## Action item
Each line of the listing below should be restated word for word.

## Material provided
------------------------------
//! Configuration for the hoops API.

use serde::{Deserialize, Serialize};
use std::time::Duration;

/// Server configuration
#[derive(Debug, Clone, Serialize, Deserialize)]
pub struct ServerConfig {
    #[serde(default = "default_host")]
    pub host: String,
    #[serde(default = "default_port")]
    pub port: u16,
}

fn default_host() -> String {
    "0.0.0.0".to_string()
}

fn default_port() -> u16 {
    8080
}

impl Default for ServerConfig {
    fn default() -> Self {
        Self {
            host: default_host(),
            port: default_port(),
        }
    }
}

/// Scraper configuration: target site, browser identity and timeouts
#[derive(Debug, Clone, Serialize, Deserialize)]
pub struct ScraperConfig {
    #[serde(default = "default_base_url")]
    pub base_url: String,
    #[serde(default = "default_roster_path")]
    pub roster_path: String,
    #[serde(default = "default_user_agent")]
    pub user_agent: String,
    /// Rows per roster page, fixed by the site
    #[serde(default = "default_page_size")]
    pub page_size: u32,
    #[serde(default = "default_navigation_timeout_secs")]
    pub navigation_timeout_secs: u64,
    #[serde(default = "default_roster_selector_timeout_secs")]
    pub roster_selector_timeout_secs: u64,
    #[serde(default = "default_detail_selector_timeout_secs")]
    pub detail_selector_timeout_secs: u64,
    #[serde(default = "default_pagination_timeout_secs")]
    pub pagination_timeout_secs: u64,
    #[serde(default = "default_poll_interval_ms")]
    pub poll_interval_ms: u64,
    /// Name of the in-page JavaScript function that swaps roster pages
    #[serde(default = "default_pagination_function")]
    pub pagination_function: String,
    /// Chrome binary override; autodetected when unset
    #[serde(default)]
    pub chrome_executable: Option<String>,
}

fn default_base_url() -> String {
    crate::scraper::BASE_URL.to_string()
}

fn default_roster_path() -> String {
    "/Mongolia/basketball-Players.aspx".to_string()
}

fn default_user_agent() -> String {
    "Mozilla/5.0 (Windows NT 10.0; Win64; x64) AppleWebKit/537.36 (KHTML, like Gecko) Chrome/91.0.4472.124 Safari/537.36".to_string()
}

fn default_page_size() -> u32 {
    15
}

fn default_navigation_timeout_secs() -> u64 {
    30
}

fn default_roster_selector_timeout_secs() -> u64 {
    15
}

fn default_detail_selector_timeout_secs() -> u64 {
    20
}

fn default_pagination_timeout_secs() -> u64 {
    20
}

fn default_poll_interval_ms() -> u64 {
    250
}

fn default_pagination_function() -> String {
    "xSUBMITPage".to_string()
}

impl Default for ScraperConfig {
    fn default() -> Self {
        Self {
            base_url: default_base_url(),
            roster_path: default_roster_path(),
            user_agent: default_user_agent(),
            page_size: default_page_size(),
            navigation_timeout_secs: default_navigation_timeout_secs(),
            roster_selector_timeout_secs: default_roster_selector_timeout_secs(),
            detail_selector_timeout_secs: default_detail_selector_timeout_secs(),
            pagination_timeout_secs: default_pagination_timeout_secs(),
            poll_interval_ms: default_poll_interval_ms(),
            pagination_function: default_pagination_function(),
            chrome_executable: None,
        }
    }
}

impl ScraperConfig {
    pub fn navigation_timeout(&self) -> Duration {
        Duration::from_secs(self.navigation_timeout_secs)
    }

    pub fn roster_selector_timeout(&self) -> Duration {
        Duration::from_secs(self.roster_selector_timeout_secs)
    }

    pub fn detail_selector_timeout(&self) -> Duration {
        Duration::from_secs(self.detail_selector_timeout_secs)
    }

    pub fn pagination_timeout(&self) -> Duration {
        Duration::from_secs(self.pagination_timeout_secs)
    }

    pub fn poll_interval(&self) -> Duration {
        Duration::from_millis(self.poll_interval_ms)
    }

    pub fn roster_url(&self) -> String {
        format!("{}{}", self.base_url.trim_end_matches('/'), self.roster_path)
    }
}

/// Cache configuration
#[derive(Debug, Clone, Serialize, Deserialize)]
pub struct CacheConfig {
    #[serde(default = "default_roster_ttl_secs")]
    pub roster_ttl_secs: u64,
    #[serde(default = "default_detail_ttl_secs")]
    pub detail_ttl_secs: u64,
}

fn default_roster_ttl_secs() -> u64 {
    60 * 60
}

fn default_detail_ttl_secs() -> u64 {
    6 * 60 * 60
}

impl Default for CacheConfig {
    fn default() -> Self {
        Self {
            roster_ttl_secs: default_roster_ttl_secs(),
            detail_ttl_secs: default_detail_ttl_secs(),
        }
    }
}

/// Retry policy for browser session acquisition
#[derive(Debug, Clone, Serialize, Deserialize)]
pub struct RetrySettings {
    /// Total attempts, including the first
    #[serde(default = "default_launch_attempts")]
    pub launch_attempts: u32,
    #[serde(default = "default_launch_delay_ms")]
    pub launch_delay_ms: u64,
}

fn default_launch_attempts() -> u32 {
    3
}

fn default_launch_delay_ms() -> u64 {
    1000
}

impl Default for RetrySettings {
    fn default() -> Self {
        Self {
            launch_attempts: default_launch_attempts(),
            launch_delay_ms: default_launch_delay_ms(),
        }
    }
}

/// Application configuration
#[derive(Debug, Clone, Default, Serialize, Deserialize)]
pub struct AppConfig {
    #[serde(default)]
    pub server: ServerConfig,
    #[serde(default)]
    pub scraper: ScraperConfig,
    #[serde(default)]
    pub cache: CacheConfig,
    #[serde(default)]
    pub retry: RetrySettings,
}

impl AppConfig {
    /// Load configuration from environment and config file
    pub fn load() -> anyhow::Result<Self> {
        let config = config::Config::builder()
            // Start with defaults
            .add_source(config::Config::try_from(&AppConfig::default())?)
            // Add config file if exists
            .add_source(config::File::with_name("config").required(false))
            // Override with environment variables (HOOPS_SERVER__PORT, etc.)
            .add_source(
                config::Environment::with_prefix("HOOPS")
                    .prefix_separator("_")
                    .separator("__")
                    .try_parsing(true),
            )
            .build()?;

        Ok(config.try_deserialize()?)
    }
}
------------------------------
## Your solution
//! Configuration for the hoops API.

use serde::{Deserialize, Serialize};
use std::time::Duration;

/// Server configuration
#[derive(Debug, Clone, Serialize, Deserialize)]
pub struct ServerConfig {
    #[serde(default = "default_host")]
    pub host: String,
    #[serde(default = "default_port")]
    pub port: u16,
}

fn default_host() -> String {
    "0.0.0.0".to_string()
}

fn default_port() -> u16 {
    8080
}

impl Default for ServerConfig {
    fn default() -> Self {
        Self {
            host: default_host(),
            port: default_port(),
        }
    }
}

/// Scraper configuration: target site, browser identity and timeouts
#[derive(Debug, Clone, Serialize, Deserialize)]
pub struct ScraperConfig {
    #[serde(default = "default_base_url")]
    pub base_url: String,
    #[serde(default = "default_roster_path")]
    pub roster_path: String,
    #[serde(default = "default_user_agent")]
    pub user_agent: String,
    /// Rows per roster page, fixed by the site
    #[serde(default = "default_page_size")]
    pub page_size: u32,
    #[serde(default = "default_navigation_timeout_secs")]
    pub navigation_timeout_secs: u64,
    #[serde(default = "default_roster_selector_timeout_secs")]
    pub roster_selector_timeout_secs: u64,
    #[serde(default = "default_detail_selector_timeout_secs")]
    pub detail_selector_timeout_secs: u64,
    #[serde(default = "default_pagination_timeout_secs")]
    pub pagination_timeout_secs: u64,
    #[serde(default = "default_poll_interval_ms")]
    pub poll_interval_ms: u64,
    /// Name of the in-page JavaScript function that swaps roster pages
    #[serde(default = "default_pagination_function")]
    pub pagination_function: String,
    /// Chrome binary override; autodetected when unset
    #[serde(default)]
    pub chrome_executable: Option<String>,
}

fn default_base_url() -> String {
    crate::scraper::BASE_URL.to_string()
}

fn default_roster_path() -> String {
    "/Mongolia/basketball-Players.aspx".to_string()
}

fn default_user_agent() -> String {
    "Mozilla/5.0 (Windows NT 10.0; Win64; x64) AppleWebKit/537.36 (KHTML, like Gecko) Chrome/91.0.4472.124 Safari/537.36".to_string()
}

fn default_page_size() -> u32 {
    15
}

fn default_navigation_timeout_secs() -> u64 {
    30
}

fn default_roster_selector_timeout_secs() -> u64 {
    15
}

fn default_detail_selector_timeout_secs() -> u64 {
    20
}

fn default_pagination_timeout_secs() -> u64 {
    20
}

fn default_poll_interval_ms() -> u64 {
    250
}

fn default_pagination_function() -> String {
    "xSUBMITPage".to_string()
}

impl Default for ScraperConfig {
    fn default() -> Self {
        Self {
            base_url: default_base_url(),
            roster_path: default_roster_path(),
            user_agent: default_user_agent(),
            page_size: default_page_size(),
            navigation_timeout_secs: default_navigation_timeout_secs(),
            roster_selector_timeout_secs: default_roster_selector_timeout_secs(),
            detail_selector_timeout_secs: default_detail_selector_timeout_secs(),
            pagination_timeout_secs: default_pagination_timeout_secs(),
            poll_interval_ms: default_poll_interval_ms(),
            pagination_function: default_pagination_function(),
            chrome_executable: None,
        }
    }
}

impl ScraperConfig {
    pub fn navigation_timeout(&self) -> Duration {
        Duration::from_secs(self.navigation_timeout_secs)
    }

    pub fn roster_selector_timeout(&self) -> Duration {
        Duration::from_secs(self.roster_selector_timeout_secs)
    }

    pub fn detail_selector_timeout(&self) -> Duration {
        Duration::from_secs(self.detail_selector_timeout_secs)
    }

    pub fn pagination_timeout(&self) -> Duration {
        Duration::from_secs(self.pagination_timeout_secs)
    }

    pub fn poll_interval(&self) -> Duration {
        Duration::from_millis(self.poll_interval_ms)
    }

    pub fn roster_url(&self) -> String {
        format!("{}{}", self.base_url.trim_end_matches('/'), self.roster_path)
    }
}

/// Cache configuration
#[derive(Debug, Clone, Serialize, Deserialize)]
pub struct CacheConfig {
    #[serde(default = "default_roster_ttl_secs")]
    pub roster_ttl_secs: u64,
    #[serde(default = "default_detail_ttl_secs")]
    pub detail_ttl_secs: u64,
}

fn default_roster_ttl_secs() -> u64 {
    60 * 60
}

fn default_detail_ttl_secs() -> u64 {
    6 * 60 * 60
}

impl Default for CacheConfig {
    fn default() -> Self {
        Self {
            roster_ttl_secs: default_roster_ttl_secs(),
            detail_ttl_secs: default_detail_ttl_secs(),
        }
    }
}

/// Retry policy for browser session acquisition
#[derive(Debug, Clone, Serialize, Deserialize)]
pub struct RetrySettings {
    /// Total attempts, including the first
    #[serde(default = "default_launch_attempts")]
    pub launch_attempts: u32,
    #[serde(default = "default_launch_delay_ms")]
    pub launch_delay_ms: u64,
}

fn default_launch_attempts() -> u32 {
    3
}

fn default_launch_delay_ms() -> u64 {
    1000
}

impl Default for RetrySettings {
    fn default() -> Self {
        Self {
            launch_attempts: default_launch_attempts(),
            launch_delay_ms: default_launch_delay_ms(),
        }
    }
}

/// Application configuration
#[derive(Debug, Clone, Default, Serialize, Deserialize)]
pub struct AppConfig {
    #[serde(default)]
    pub server: ServerConfig,
    #[serde(default)]
    pub scraper: ScraperConfig,
    #[serde(default)]
    pub cache: CacheConfig,
    #[serde(default)]
    pub retry: RetrySettings,
}

impl AppConfig {
    /// Load configuration from environment and config file
    pub fn load() -> anyhow::Result<Self> {
        let config = config::Config::builder()
            // Start with defaults
            .add_source(config::Config::try_from(&AppConfig::default())?)
            // Add config file if exists
            .add_source(config::File::with_name("config").required(false))
            // Override with environment variables (HOOPS_SERVER__PORT, etc.)
            .add_source(
                config::Environment::with_prefix("HOOPS")
                    .prefix_separator("_")
                    .separator("__")
                    .try_parsing(true),
            )
            .build()?;

        Ok(config.try_deserialize()?)
    }
}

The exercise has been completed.